*** GIVEN INFORMATION ***
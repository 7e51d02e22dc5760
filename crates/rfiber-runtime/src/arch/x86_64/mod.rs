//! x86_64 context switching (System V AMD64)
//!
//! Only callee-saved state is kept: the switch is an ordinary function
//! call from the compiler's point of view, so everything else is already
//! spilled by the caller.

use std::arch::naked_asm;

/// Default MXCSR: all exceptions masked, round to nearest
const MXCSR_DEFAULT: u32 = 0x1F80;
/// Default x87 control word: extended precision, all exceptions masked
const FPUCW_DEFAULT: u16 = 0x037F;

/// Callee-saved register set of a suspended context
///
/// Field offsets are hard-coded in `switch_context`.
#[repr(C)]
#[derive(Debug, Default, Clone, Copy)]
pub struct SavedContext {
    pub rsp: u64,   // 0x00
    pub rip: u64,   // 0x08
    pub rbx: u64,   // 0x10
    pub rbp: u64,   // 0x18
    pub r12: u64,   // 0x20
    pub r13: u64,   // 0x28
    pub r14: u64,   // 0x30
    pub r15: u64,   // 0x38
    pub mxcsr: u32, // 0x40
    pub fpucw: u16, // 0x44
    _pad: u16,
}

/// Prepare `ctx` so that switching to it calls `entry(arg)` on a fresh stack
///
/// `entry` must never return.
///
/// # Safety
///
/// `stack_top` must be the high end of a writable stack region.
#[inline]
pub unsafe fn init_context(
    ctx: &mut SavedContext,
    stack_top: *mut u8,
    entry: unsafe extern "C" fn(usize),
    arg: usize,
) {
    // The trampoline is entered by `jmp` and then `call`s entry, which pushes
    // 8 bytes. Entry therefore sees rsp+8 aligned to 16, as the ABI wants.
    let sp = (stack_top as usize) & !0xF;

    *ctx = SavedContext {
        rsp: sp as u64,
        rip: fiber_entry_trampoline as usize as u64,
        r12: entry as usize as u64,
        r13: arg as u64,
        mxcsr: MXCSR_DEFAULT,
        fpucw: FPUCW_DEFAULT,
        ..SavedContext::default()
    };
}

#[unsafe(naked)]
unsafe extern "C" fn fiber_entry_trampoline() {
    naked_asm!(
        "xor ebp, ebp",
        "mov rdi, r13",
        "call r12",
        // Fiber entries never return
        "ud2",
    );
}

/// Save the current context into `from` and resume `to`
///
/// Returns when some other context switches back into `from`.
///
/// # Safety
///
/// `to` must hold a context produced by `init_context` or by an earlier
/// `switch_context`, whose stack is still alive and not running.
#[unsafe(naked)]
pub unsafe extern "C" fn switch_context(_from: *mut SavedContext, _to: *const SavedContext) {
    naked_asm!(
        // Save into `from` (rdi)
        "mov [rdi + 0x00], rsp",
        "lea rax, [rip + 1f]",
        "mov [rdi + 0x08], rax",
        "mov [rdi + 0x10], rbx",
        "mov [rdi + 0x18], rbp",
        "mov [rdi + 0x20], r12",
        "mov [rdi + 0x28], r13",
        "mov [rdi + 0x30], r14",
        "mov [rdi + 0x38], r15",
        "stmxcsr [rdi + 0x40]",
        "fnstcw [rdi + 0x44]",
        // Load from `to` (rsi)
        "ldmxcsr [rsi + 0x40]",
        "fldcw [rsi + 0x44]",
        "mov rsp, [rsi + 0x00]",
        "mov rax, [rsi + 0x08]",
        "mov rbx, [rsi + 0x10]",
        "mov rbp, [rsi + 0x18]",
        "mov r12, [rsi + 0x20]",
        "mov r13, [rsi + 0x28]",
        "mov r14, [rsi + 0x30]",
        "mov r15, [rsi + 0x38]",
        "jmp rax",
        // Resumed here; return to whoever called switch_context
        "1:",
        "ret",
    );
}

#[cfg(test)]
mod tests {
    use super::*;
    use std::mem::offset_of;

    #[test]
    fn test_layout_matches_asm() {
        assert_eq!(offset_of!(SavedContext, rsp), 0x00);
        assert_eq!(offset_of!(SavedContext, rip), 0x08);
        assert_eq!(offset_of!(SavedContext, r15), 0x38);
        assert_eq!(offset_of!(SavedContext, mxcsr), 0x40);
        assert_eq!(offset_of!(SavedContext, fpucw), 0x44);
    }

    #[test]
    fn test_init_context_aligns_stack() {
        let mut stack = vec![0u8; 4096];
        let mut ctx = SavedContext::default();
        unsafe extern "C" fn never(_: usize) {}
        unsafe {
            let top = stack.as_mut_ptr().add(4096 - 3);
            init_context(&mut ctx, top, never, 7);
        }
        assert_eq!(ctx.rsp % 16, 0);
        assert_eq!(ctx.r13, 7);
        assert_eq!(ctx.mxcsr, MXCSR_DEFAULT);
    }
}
*** End of GIVEN INFORMATION ***
*** GIVEN INFORMATION ***
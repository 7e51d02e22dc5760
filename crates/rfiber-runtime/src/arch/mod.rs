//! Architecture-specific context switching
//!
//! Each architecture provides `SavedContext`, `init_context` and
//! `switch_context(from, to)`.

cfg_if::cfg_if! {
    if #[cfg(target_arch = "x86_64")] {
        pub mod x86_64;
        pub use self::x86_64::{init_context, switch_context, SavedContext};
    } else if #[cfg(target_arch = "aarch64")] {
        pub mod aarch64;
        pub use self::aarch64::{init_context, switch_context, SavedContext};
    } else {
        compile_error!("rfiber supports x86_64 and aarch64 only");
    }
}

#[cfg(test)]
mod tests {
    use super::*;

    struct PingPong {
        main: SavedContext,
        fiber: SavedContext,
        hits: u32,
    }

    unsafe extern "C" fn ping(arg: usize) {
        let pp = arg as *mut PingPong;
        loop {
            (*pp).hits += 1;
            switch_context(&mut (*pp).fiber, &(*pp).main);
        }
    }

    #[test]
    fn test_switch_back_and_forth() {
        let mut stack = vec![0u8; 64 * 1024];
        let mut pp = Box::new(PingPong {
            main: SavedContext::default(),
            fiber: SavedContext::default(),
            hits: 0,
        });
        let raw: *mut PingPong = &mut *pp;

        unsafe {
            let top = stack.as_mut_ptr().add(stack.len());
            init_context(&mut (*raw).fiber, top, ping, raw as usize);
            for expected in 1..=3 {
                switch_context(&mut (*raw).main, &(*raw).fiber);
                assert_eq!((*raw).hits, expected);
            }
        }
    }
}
*** End of GIVEN INFORMATION ***
TASK STATEMENT
The answer must consist of each line from the data that includes the string "masked".

EXERCISE ANSWER
/// Default MXCSR: all exceptions masked, round to nearest
/// Default x87 control word: extended precision, all exceptions masked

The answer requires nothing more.